*What you need to do*. Every record must appear in the answer exactly as it stands.

Stored data
>>>

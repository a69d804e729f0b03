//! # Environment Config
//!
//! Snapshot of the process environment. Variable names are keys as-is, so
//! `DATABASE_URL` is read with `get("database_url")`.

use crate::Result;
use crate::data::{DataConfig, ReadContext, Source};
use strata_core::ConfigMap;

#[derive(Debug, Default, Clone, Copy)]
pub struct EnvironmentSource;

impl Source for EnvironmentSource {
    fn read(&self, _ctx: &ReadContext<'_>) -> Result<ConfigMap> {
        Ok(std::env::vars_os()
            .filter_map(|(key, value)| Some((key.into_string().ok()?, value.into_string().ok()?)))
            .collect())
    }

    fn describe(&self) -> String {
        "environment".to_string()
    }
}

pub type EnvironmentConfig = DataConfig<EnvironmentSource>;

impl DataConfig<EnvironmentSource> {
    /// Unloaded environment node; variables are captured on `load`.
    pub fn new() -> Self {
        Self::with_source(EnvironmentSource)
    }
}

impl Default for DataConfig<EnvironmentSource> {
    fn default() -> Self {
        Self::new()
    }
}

<<<

*Solution*.
repository a69d804e729f0b03
//! # Environment Config
//!
//! Snapshot of the process environment. Variable names are keys as-is, so
//! `DATABASE_URL` is read with `get("database_url")`.

use crate::Result;
use crate::data::{DataConfig, ReadContext, Source};
use strata_core::ConfigMap;

#[derive(Debug, Default, Clone, Copy)]
pub struct EnvironmentSource;

impl Source for EnvironmentSource {
    fn read(&self, _ctx: &ReadContext<'_>) -> Result<ConfigMap> {
        Ok(std::env::vars_os()
            .filter_map(|(key, value)| Some((key.into_string().ok()?, value.into_string().ok()?)))
            .collect())
    }

    fn describe(&self) -> String {
        "environment".to_string()
    }
}

pub type EnvironmentConfig = DataConfig<EnvironmentSource>;

impl DataConfig<EnvironmentSource> {
    /// Unloaded environment node; variables are captured on `load`.
    pub fn new() -> Self {
        Self::with_source(EnvironmentSource)
    }
}

impl Default for DataConfig<EnvironmentSource> {
    fn default() -> Self {
        Self::new()
    }
}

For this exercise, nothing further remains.